In the data that follows, how many lines contain the word "Router"? Give only that number.

..............................

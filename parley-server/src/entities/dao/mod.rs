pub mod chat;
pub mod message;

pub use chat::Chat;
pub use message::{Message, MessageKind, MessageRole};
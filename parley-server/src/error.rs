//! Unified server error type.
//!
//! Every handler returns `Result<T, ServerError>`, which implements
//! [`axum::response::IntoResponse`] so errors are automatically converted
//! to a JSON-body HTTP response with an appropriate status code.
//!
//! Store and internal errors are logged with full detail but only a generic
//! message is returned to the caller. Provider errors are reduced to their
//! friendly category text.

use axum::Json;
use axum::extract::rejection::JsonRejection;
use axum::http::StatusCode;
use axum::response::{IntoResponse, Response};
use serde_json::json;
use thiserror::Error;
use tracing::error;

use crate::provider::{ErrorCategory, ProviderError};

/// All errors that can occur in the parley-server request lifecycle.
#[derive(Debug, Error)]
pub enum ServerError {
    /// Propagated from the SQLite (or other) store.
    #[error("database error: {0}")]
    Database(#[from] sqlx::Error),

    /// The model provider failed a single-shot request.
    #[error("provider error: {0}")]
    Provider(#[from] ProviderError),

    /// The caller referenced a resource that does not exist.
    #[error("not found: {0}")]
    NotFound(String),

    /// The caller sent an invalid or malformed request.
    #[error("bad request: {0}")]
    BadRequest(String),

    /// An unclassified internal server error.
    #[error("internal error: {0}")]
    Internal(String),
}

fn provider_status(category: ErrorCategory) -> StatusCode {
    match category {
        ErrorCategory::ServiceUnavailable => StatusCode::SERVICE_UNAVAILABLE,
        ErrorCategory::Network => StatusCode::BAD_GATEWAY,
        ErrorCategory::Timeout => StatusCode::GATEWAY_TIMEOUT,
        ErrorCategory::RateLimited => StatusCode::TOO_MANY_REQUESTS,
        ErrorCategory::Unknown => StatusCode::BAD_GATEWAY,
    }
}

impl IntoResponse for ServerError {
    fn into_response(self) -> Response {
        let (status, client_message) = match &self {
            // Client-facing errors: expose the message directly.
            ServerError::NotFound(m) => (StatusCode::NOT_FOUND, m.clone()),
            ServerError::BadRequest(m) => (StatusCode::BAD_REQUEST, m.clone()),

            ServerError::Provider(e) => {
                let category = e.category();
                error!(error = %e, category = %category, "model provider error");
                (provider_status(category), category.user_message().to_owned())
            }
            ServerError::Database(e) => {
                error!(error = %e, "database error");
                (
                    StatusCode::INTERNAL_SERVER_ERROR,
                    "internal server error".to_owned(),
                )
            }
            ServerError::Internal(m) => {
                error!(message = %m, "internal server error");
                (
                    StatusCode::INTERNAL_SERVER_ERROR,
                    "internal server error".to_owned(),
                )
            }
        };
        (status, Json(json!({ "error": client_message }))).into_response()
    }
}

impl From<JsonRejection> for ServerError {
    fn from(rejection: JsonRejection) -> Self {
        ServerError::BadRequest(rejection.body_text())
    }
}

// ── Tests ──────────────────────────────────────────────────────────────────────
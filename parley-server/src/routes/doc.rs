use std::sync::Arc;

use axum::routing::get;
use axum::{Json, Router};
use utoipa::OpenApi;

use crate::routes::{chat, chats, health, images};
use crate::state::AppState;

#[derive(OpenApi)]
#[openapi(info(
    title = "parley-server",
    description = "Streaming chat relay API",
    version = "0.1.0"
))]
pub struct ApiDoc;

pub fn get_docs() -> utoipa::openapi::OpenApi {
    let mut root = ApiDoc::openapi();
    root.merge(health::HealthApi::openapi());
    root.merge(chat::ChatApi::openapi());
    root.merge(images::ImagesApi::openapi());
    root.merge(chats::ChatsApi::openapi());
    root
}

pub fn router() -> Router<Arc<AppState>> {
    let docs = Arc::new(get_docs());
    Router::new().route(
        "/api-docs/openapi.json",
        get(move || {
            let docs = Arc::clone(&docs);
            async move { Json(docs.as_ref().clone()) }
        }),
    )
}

..............................

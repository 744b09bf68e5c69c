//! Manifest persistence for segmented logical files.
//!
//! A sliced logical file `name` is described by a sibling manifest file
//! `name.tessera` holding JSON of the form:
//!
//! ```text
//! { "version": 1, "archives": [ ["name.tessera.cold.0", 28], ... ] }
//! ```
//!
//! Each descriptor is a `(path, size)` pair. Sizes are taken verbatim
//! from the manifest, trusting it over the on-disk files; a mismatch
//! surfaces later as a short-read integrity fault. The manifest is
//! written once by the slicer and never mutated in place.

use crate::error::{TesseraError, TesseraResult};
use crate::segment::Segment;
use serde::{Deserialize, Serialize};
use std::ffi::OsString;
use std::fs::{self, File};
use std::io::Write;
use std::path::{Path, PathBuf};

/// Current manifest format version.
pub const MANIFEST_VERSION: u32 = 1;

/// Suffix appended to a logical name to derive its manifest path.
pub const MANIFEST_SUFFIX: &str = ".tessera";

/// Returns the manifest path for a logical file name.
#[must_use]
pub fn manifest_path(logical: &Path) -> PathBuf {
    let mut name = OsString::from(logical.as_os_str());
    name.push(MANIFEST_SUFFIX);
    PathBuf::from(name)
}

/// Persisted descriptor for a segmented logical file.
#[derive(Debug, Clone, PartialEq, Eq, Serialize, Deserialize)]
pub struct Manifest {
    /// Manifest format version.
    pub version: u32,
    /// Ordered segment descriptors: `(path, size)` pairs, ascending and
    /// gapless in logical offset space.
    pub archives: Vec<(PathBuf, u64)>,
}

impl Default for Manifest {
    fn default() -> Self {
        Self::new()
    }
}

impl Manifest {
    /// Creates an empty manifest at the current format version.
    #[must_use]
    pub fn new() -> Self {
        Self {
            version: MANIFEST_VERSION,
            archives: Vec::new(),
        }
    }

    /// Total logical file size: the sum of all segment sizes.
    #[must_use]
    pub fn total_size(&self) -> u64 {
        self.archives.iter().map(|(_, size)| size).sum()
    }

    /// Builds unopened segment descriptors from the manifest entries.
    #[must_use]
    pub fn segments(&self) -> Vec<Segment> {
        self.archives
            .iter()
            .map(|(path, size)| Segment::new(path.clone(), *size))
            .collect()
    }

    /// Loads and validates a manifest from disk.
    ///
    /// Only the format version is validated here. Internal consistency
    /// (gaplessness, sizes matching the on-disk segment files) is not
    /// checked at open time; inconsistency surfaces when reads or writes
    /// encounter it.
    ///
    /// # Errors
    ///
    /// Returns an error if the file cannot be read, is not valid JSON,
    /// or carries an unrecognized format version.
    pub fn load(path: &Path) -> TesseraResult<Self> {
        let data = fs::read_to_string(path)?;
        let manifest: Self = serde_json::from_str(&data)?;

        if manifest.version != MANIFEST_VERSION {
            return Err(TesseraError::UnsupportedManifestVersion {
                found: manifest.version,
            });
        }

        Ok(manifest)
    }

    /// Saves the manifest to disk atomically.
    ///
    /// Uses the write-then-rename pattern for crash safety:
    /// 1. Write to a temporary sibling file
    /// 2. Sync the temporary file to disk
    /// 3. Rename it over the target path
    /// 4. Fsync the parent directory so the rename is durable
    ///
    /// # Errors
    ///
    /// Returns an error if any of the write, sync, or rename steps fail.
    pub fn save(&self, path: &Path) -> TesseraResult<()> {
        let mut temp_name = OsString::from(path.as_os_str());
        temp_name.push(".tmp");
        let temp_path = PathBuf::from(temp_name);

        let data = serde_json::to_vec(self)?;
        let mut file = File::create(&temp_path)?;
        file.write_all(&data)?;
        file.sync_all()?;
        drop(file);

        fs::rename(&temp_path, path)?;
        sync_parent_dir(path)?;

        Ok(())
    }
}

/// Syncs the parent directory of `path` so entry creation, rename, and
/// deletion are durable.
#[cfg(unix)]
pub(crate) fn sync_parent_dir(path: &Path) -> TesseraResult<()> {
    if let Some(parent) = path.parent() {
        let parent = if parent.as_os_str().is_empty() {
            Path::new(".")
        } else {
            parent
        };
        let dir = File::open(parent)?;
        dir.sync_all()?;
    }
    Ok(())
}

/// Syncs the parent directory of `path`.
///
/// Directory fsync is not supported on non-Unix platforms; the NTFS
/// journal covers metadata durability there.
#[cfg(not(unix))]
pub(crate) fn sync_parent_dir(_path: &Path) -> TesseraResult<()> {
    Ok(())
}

..............................

# Answer space
3